To assess how frequently parents detect mistakes that doctors didn’t catch, Khan and colleagues reviewed data on 383 kids hospitalized in 2013 and 2014.
Parents completed written surveys detailing any safety incidents their children experienced during their hospital stays.
Then, two physician reviewers classified incidents as medical errors, other quality issues, or situations that weren’t safety problems.
Overall, 34 parents (8.9%) reported 37 safety incidents, the researchers report in JAMA Pediatrics, online on Feb. 29.
When doctors reviewed these incidents, they found 62% (23 of the cases) were medical mistakes. Another 24% (nine situations) involved other quality issues.

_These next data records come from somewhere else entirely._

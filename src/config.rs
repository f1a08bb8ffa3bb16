use serde::{Deserialize, Serialize};
use std::path::Path;
use std::time::Duration;
use crate::error::{Result, MediaOpsError};

fn default_poll_interval_ms() -> u64 {
    500
}

#[derive(Debug, Clone, Serialize, Deserialize)]
pub struct Config {
    pub media: MediaConfig,
    pub operations: OperationsConfig,
}

#[derive(Debug, Clone, Serialize, Deserialize)]
pub struct MediaConfig {
    /// Path to ffmpeg binary
    pub ffmpeg_path: String,
    /// Path to ffprobe binary
    pub ffprobe_path: String,
    /// Upper bound for a single split step in seconds (0 = unbounded)
    pub step_timeout_secs: u64,
    /// Additional ffmpeg arguments appended before each output path
    /// Example: ["-map_metadata", "-1"]
    pub output_options: Vec<String>,
}

#[derive(Debug, Clone, Serialize, Deserialize)]
pub struct OperationsConfig {
    /// How long finished operations stay queryable, in seconds
    pub retention_secs: u64,
    /// Upper bound on finished operations kept in memory
    pub max_retained_operations: usize,
    /// Poll interval used by the CLI while waiting on a job
    #[serde(default = "default_poll_interval_ms")]
    pub poll_interval_ms: u64,
}

impl Default for Config {
    fn default() -> Self {
        Self {
            media: MediaConfig {
                ffmpeg_path: "ffmpeg".to_string(),
                ffprobe_path: "ffprobe".to_string(),
                step_timeout_secs: 0,
                output_options: vec![],
            },
            operations: OperationsConfig {
                retention_secs: 3600,
                max_retained_operations: 1000,
                poll_interval_ms: default_poll_interval_ms(),
            },
        }
    }
}

impl MediaConfig {
    pub fn step_timeout(&self) -> Option<Duration> {
        (self.step_timeout_secs > 0).then(|| Duration::from_secs(self.step_timeout_secs))
    }
}

impl Config {
    pub fn from_file<P: AsRef<Path>>(path: P) -> Result<Self> {
        let content = std::fs::read_to_string(path)
            .map_err(|e| MediaOpsError::Config(format!("Failed to read config file: {}", e)))?;

        toml::from_str(&content)
            .map_err(|e| MediaOpsError::Config(format!("Failed to parse config file: {}", e)))
    }

    pub fn save_to_file<P: AsRef<Path>>(&self, path: P) -> Result<()> {
        let content = toml::to_string_pretty(self)
            .map_err(|e| MediaOpsError::Config(format!("Failed to serialize config: {}", e)))?;

        std::fs::write(path, content)
            .map_err(|e| MediaOpsError::Config(format!("Failed to write config file: {}", e)))?;

        Ok(())
    }
}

The remaining 14% (five cases) were neither mistakes nor quality problems, the physician reviewers concluded.
For the subset of cases that were medical mistakes, the reviewers found 30% of the incidents caused harm and were preventable.
Children with medical errors appeared to have longer hospital stays, and these kids were more likely than others in the study to have either metabolic or neuromuscular conditions.
Preventable errors described by parents included delays detecting a foreign body left behind after a procedure, recognition and treatment of urinary retention, and receipt of pain medication.
In one case, a poorly dressed wound got contaminated with stool, while in another instance, a child got an infection from an unused intravenous catheter.
Parents identified communication problems as a contributing factor in a number of errors, including instances when day and night staff didn’t note a medication change and when written information for one patient was documented in a different patient’s medical record.